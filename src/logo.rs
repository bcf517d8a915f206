use crate::draw::{draw_mask, fill_circle, radial_fade, stroke_polygon};
use crate::font::LogoFont;
use crate::models::{LOGO_TEXT, LogoLayout, Palette, Point};
use image::RgbaImage;
use std::fmt;

/// Errors that prevent a canvas from being allocated.
#[derive(Debug, Clone, PartialEq, Eq)]
pub enum RenderError {
    ZeroSize,
    TooLarge(u32),
}

impl fmt::Display for RenderError {
    fn fmt(&self, f: &mut fmt::Formatter<'_>) -> fmt::Result {
        match self {
            RenderError::ZeroSize => write!(f, "logo size must be positive"),
            RenderError::TooLarge(size) => write!(f, "a {size}x{size} canvas does not fit in memory"),
        }
    }
}

impl std::error::Error for RenderError {}

fn check_size(size: u32) -> Result<(), RenderError> {
    if size == 0 {
        return Err(RenderError::ZeroSize);
    }
    (size as usize)
        .checked_mul(size as usize)
        .and_then(|n| n.checked_mul(4))
        .map(|_| ())
        .ok_or(RenderError::TooLarge(size))
}

/// Renders the logo onto a fresh transparent `size` x `size` canvas, probing
/// the system for the lettering font.
pub fn render(size: u32) -> Result<RgbaImage, RenderError> {
    check_size(size)?;
    let font = LogoFont::resolve(LogoLayout::for_size(size).font_px);
    render_with_font(size, &font)
}

/// Same as [`render`] with the lettering font supplied by the caller.
pub fn render_with_font(size: u32, font: &LogoFont) -> Result<RgbaImage, RenderError> {
    check_size(size)?;
    let layout = LogoLayout::for_size(size);
    let mut canvas = RgbaImage::new(size, size);

    radial_fade(&mut canvas, layout.center, layout.fade_radius, Palette::PRIMARY);

    let outer = &layout.outer_shield;
    stroke_polygon(&mut canvas, &outer.points, outer.stroke, Palette::PRIMARY_LIGHT);
    let inner = &layout.inner_shield;
    stroke_polygon(&mut canvas, &inner.points, inner.stroke, Palette::WHITE);

    let run = font.rasterize(LOGO_TEXT);
    if run.is_empty() {
        log::debug!("lettering skipped at {size}px with {}", font.describe());
    } else {
        let (w, h) = run.size();
        let s = size as i64;
        let origin = Point::new(
            (s - w as i64).div_euclid(2) as i32,
            (s - h as i64).div_euclid(2) as i32,
        );
        let shadow = Point::new(origin.x + layout.shadow_offset, origin.y + layout.shadow_offset);
        draw_mask(&mut canvas, &run.mask, shadow, Palette::SHADOW);
        draw_mask(&mut canvas, &run.mask, origin, Palette::WHITE);
    }

    for dot in layout.dots {
        fill_circle(&mut canvas, dot, layout.dot_radius, Palette::PRIMARY_LIGHT);
    }

    Ok(canvas)
}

***

▸ **What the exercise asks**
Respond with only the number of lines in the data that include the string "lettering".

▸ **Response**
3